> [Task requirements]:
Examine the records below. Report how many of their lines contain the word "candidate", with no other content.
Top of Data supplied
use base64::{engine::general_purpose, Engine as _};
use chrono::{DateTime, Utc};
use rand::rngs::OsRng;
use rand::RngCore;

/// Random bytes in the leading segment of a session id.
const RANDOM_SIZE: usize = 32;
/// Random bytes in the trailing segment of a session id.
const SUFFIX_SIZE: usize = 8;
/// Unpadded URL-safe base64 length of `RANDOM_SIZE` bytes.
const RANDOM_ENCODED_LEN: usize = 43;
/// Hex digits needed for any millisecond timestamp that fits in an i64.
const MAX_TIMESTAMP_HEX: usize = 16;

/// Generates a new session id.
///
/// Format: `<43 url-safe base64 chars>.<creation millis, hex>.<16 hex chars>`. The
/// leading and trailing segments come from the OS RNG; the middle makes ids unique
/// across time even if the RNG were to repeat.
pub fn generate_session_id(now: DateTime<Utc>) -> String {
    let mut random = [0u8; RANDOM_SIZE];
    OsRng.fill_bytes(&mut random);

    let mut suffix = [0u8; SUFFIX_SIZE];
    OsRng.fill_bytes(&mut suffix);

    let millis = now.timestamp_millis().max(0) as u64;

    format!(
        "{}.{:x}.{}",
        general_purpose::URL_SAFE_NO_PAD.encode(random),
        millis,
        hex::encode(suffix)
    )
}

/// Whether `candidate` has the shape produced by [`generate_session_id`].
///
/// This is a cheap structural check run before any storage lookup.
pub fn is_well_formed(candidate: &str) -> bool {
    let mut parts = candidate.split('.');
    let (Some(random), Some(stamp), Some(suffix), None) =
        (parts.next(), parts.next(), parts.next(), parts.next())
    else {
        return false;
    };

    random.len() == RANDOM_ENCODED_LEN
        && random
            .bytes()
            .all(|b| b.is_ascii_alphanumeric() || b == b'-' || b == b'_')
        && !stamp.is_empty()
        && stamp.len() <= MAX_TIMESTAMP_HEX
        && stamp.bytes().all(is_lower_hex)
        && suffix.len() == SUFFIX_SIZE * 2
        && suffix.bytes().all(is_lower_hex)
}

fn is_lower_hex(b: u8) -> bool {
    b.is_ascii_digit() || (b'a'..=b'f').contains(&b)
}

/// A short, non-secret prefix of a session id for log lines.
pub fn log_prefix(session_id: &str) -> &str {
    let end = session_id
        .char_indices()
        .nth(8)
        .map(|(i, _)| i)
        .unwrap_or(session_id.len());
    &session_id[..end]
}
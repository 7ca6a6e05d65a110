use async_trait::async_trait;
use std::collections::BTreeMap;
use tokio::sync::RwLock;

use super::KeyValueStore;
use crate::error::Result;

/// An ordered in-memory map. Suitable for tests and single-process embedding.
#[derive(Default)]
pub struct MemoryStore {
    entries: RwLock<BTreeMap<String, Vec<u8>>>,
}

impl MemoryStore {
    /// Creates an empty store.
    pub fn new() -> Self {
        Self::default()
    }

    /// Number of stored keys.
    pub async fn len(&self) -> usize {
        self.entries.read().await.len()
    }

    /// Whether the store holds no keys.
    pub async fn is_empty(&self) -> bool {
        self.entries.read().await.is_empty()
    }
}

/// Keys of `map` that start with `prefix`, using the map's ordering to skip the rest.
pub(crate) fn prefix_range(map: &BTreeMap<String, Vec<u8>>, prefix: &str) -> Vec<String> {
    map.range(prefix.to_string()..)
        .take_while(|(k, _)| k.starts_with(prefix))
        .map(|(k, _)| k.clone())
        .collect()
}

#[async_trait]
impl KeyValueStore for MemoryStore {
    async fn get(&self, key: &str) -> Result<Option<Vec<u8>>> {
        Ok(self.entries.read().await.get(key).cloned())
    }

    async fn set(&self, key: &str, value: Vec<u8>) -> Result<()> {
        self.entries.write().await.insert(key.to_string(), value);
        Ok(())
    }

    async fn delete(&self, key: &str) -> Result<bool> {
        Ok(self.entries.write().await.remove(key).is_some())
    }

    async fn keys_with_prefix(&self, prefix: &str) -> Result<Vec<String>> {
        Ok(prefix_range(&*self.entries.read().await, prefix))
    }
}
Bottom of Data supplied
> [Task response]:
3